Datum uitspraak: 25 september 2007
I. PROCESVERLOOP
Namens appellante heeft mr. H. van der Wal, advocaat te Rotterdam, hoger beroep ingesteld.
Het Uwv heeft een verweerschrift ingediend en nadien nog rapportages van een bezwaararbeidsdeskundige en van een bezwaarverzekeringsarts ingezonden.
Het onderzoek ter zitting heeft plaatsgevonden op 3 juli 2007. Voor appellante is verschenen mr. Van der Wal voornoemd. Het Uwv heeft zich laten vertegenwoordigen door mr.
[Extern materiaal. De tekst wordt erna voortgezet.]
use crate::ast::expr::{Expression, FunctionCallExpression, Ident, Operator, StringLiteral};
use crate::ast::meta::Meta;

#[derive(Debug, Clone)]
pub struct AddStatement {
    pub meta: Meta,
    pub ident: Ident,
    pub operator: Operator,
    pub value: Expression,
}

#[derive(Debug, Clone)]
pub struct BreakStatement {
    pub meta: Meta,
}

#[derive(Debug, Clone)]
pub struct CallStatement {
    pub meta: Meta,
    pub subroutine: Ident,
}

#[derive(Debug, Clone)]
pub struct DeclareStatement {
    pub meta: Meta,
    pub name: Ident,
    pub value_type: Ident,
}

#[derive(Debug, Clone)]
pub struct ErrorStatement {
    pub meta: Meta,
    pub code: Option<Expression>,
    pub argument: Option<Expression>,
}

#[derive(Debug, Clone)]
pub struct EsiStatement {
    pub meta: Meta,
}

#[derive(Debug, Clone)]
pub struct FallthroughStatement {
    pub meta: Meta,
}

#[derive(Debug, Clone)]
pub struct FunctionCallStatement {
    pub meta: Meta,
    pub call: FunctionCallExpression,
}

#[derive(Debug, Clone)]
pub struct GotoStatement {
    pub meta: Meta,
    pub destination: Ident,
}

/// The `NAME:` label a `goto` jumps to.
#[derive(Debug, Clone)]
pub struct GotoDestinationStatement {
    pub meta: Meta,
    pub name: Ident,
}

#[derive(Debug, Clone)]
pub struct IfStatement {
    pub meta: Meta,
    pub condition: Expression,
    pub consequence: BlockStatement,
    /// The `else if` branches; always present, possibly empty.
    pub another: Vec<ElseIfStatement>,
    pub alternative: Option<ElseStatement>,
}

#[derive(Debug, Clone)]
pub struct ElseIfStatement {
    pub meta: Meta,
    /// Verbatim spelling: `else if`, `elseif` or `elsif`.
    pub keyword: String,
    pub condition: Expression,
    pub consequence: BlockStatement,
}

#[derive(Debug, Clone)]
pub struct ElseStatement {
    pub meta: Meta,
    pub consequence: BlockStatement,
}

#[derive(Debug, Clone)]
pub struct ImportStatement {
    pub meta: Meta,
    pub name: Ident,
}

#[derive(Debug, Clone)]
pub struct IncludeStatement {
    pub meta: Meta,
    pub module: StringLiteral,
}

#[derive(Debug, Clone)]
pub struct LogStatement {
    pub meta: Meta,
    pub value: Expression,
}

#[derive(Debug, Clone)]
pub struct RemoveStatement {
    pub meta: Meta,
    pub ident: Ident,
}

#[derive(Debug, Clone)]
pub struct RestartStatement {
    pub meta: Meta,
}

#[derive(Debug, Clone)]
pub struct ReturnStatement {
    pub meta: Meta,
    pub expression: Option<Expression>,
    /// True for the `return(EXPR)` spelling.
    pub has_parenthesis: bool,
}

#[derive(Debug, Clone)]
pub struct SetStatement {
    pub meta: Meta,
    pub ident: Ident,
    pub operator: Operator,
    pub value: Expression,
}

#[derive(Debug, Clone)]
pub struct SwitchStatement {
    pub meta: Meta,
    pub control: Expression,
    pub cases: Vec<CaseStatement>,
    /// Index of the `default:` case in `cases`, or -1 when absent.
    pub default_index: i64,
}

/// A case's test, written as `case EXPR:` (`==` semantics) or `case ~EXPR:`
/// (regex semantics). The default case has no label.
#[derive(Debug, Clone)]
pub struct CaseLabel {
    pub operator: Operator,
    pub value: Expression,
}

#[derive(Debug, Clone)]
pub struct CaseStatement {
    pub meta: Meta,
    pub label: Option<CaseLabel>,
    pub statements: Vec<Statement>,
    pub fallthrough: bool,
}

#[derive(Debug, Clone)]
pub struct SyntheticStatement {
    pub meta: Meta,
    pub value: Expression,
}

#[derive(Debug, Clone)]
pub struct SyntheticBase64Statement {
    pub meta: Meta,
    pub value: Expression,
}

#[derive(Debug, Clone)]
pub struct UnsetStatement {
    pub meta: Meta,
    pub ident: Ident,
}

#[derive(Debug, Clone)]
pub struct BlockStatement {
    pub meta: Meta,
    pub statements: Vec<Statement>,
}

#[derive(Debug, Clone)]
pub enum Statement {
    Add(AddStatement),
    Break(BreakStatement),
    Call(CallStatement),
    Declare(DeclareStatement),
    Error(ErrorStatement),
    Esi(EsiStatement),
    Fallthrough(FallthroughStatement),
    FunctionCall(FunctionCallStatement),
    Goto(GotoStatement),
    GotoDestination(GotoDestinationStatement),
    If(IfStatement),
    Import(ImportStatement),
    Include(IncludeStatement),
    Log(LogStatement),
    Remove(RemoveStatement),
    Restart(RestartStatement),
    Return(ReturnStatement),
    Set(SetStatement),
    Switch(SwitchStatement),
    Synthetic(SyntheticStatement),
    SyntheticBase64(SyntheticBase64Statement),
    Unset(UnsetStatement),
    Block(BlockStatement),
}

impl Statement {
    pub fn meta(&self) -> &Meta {
        match self {
            Statement::Add(n) => &n.meta,
            Statement::Break(n) => &n.meta,
            Statement::Call(n) => &n.meta,
            Statement::Declare(n) => &n.meta,
            Statement::Error(n) => &n.meta,
            Statement::Esi(n) => &n.meta,
            Statement::Fallthrough(n) => &n.meta,
            Statement::FunctionCall(n) => &n.meta,
            Statement::Goto(n) => &n.meta,
            Statement::GotoDestination(n) => &n.meta,
            Statement::If(n) => &n.meta,
            Statement::Import(n) => &n.meta,
            Statement::Include(n) => &n.meta,
            Statement::Log(n) => &n.meta,
            Statement::Remove(n) => &n.meta,
            Statement::Restart(n) => &n.meta,
            Statement::Return(n) => &n.meta,
            Statement::Set(n) => &n.meta,
            Statement::Switch(n) => &n.meta,
            Statement::Synthetic(n) => &n.meta,
            Statement::SyntheticBase64(n) => &n.meta,
            Statement::Unset(n) => &n.meta,
            Statement::Block(n) => &n.meta,
        }
    }

    pub fn meta_mut(&mut self) -> &mut Meta {
        match self {
            Statement::Add(n) => &mut n.meta,
            Statement::Break(n) => &mut n.meta,
            Statement::Call(n) => &mut n.meta,
            Statement::Declare(n) => &mut n.meta,
            Statement::Error(n) => &mut n.meta,
            Statement::Esi(n) => &mut n.meta,
            Statement::Fallthrough(n) => &mut n.meta,
            Statement::FunctionCall(n) => &mut n.meta,
            Statement::Goto(n) => &mut n.meta,
            Statement::GotoDestination(n) => &mut n.meta,
            Statement::If(n) => &mut n.meta,
            Statement::Import(n) => &mut n.meta,
            Statement::Include(n) => &mut n.meta,
            Statement::Log(n) => &mut n.meta,
            Statement::Remove(n) => &mut n.meta,
            Statement::Restart(n) => &mut n.meta,
            Statement::Return(n) => &mut n.meta,
            Statement::Set(n) => &mut n.meta,
            Statement::Switch(n) => &mut n.meta,
            Statement::Synthetic(n) => &mut n.meta,
            Statement::SyntheticBase64(n) => &mut n.meta,
            Statement::Unset(n) => &mut n.meta,
            Statement::Block(n) => &mut n.meta,
        }
    }
}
H. van Wijngaarden.
II. OVERWEGINGEN
Bij besluit van 23 december 2003 heeft het Uwv naar aanleiding van een zogenoemde vijfdejaars herbeoordeling de uitkering van appellante ingevolge de Wet op de arbeidsongeschiktheidsverzekering (WAO), welke laatstelijk werd berekend naar een mate van arbeidsongeschiktheid van 80 tot 100%, met ingang van 10 februari 2004 ingetrokken, onder overweging dat de mate van arbeidsongeschiktheid van appellante met ingang van die datum minder dan 15% was. Bij ongedateerd besluit, op 16 juni 2004 verzonden, heeft het Uwv het bezwaar van appellante tegen het besluit van
- 23.
december 2003 ongegrond verklaard.
De rechtbank heeft bij de aangevallen uitspraak het beroep tegen het op 16 juni 2004 verzonden besluit (hierna: het bestreden besluit) gegrond verklaard, het bestreden besluit vernietigd, bepaald dat de rechtsgevolgen van het vernietigde besluit in stand blijven en beslissingen gegeven inzake de vergoeding van betaald griffierecht en gemaakte proceskosten.
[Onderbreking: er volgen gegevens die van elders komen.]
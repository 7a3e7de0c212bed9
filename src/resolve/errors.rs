use std::path::PathBuf;

use thiserror::Error;

use crate::parse::ParseError;
use crate::token::Token;

#[derive(Debug, Error)]
pub enum ResolveError {
    #[error("include file `{name}` not found on the include path")]
    IncludeNotFound { name: String, token: Token },

    #[error("no snippet named `{name}`")]
    UndefinedSnippet { name: String, token: Token },

    #[error("include cycle through {}", path.display())]
    IncludeCycle { path: PathBuf, token: Token },

    #[error("failed to parse snippet `{name}`")]
    SnippetParse {
        name: String,
        #[source]
        source: ParseError,
    },

    #[error(transparent)]
    Parse(#[from] ParseError),

    #[error("failed to read {}: {source}", path.display())]
    Io {
        path: PathBuf,
        #[source]
        source: std::io::Error,
    },
}

impl ResolveError {
    /// The token anchoring the error in the including source, when there
    /// is one.
    pub fn token(&self) -> Option<&Token> {
        match self {
            ResolveError::IncludeNotFound { token, .. }
            | ResolveError::UndefinedSnippet { token, .. }
            | ResolveError::IncludeCycle { token, .. } => Some(token),
            ResolveError::SnippetParse { source, .. } => Some(source.token()),
            ResolveError::Parse(inner) => Some(inner.token()),
            ResolveError::Io { .. } => None,
        }
    }
}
Appellante heeft in hoger beroep aangevochten de beslissing van de rechtbank om de rechtsgevolgen van het vernietigde besluit in stand te laten. Primair heeft zij daartoe gesteld dat deze beslissing onjuist is omdat een vernietigd besluit geen rechtsgevolgen meer kan hebben. Subsidiair heeft appellante aangevoerd dat de rechtbank ten onrechte de door het Uwv bij schrijven van 12 oktober 2004 overgelegde rapportage (met bijlagen) van de bezwaararbeidsdeskundige J.W. van Zijl van 11 oktober 2004 bij haar oordeelsvorming heeft betrokken omdat dit in strijd is met de te verrichten toetsing ex tunc. Tot slot heeft appellante gesteld dat de rechtbank terecht heeft overwogen dat de bij het bestreden besluit gehandhaafde arbeidsongeschiktheidsbeoordeling niet op juiste gronden is geschied, maar dat de rechtbank vervolgens ten onrechte van oordeel is dat de mate van arbeidsongeschiktheid wel juist is vastgesteld.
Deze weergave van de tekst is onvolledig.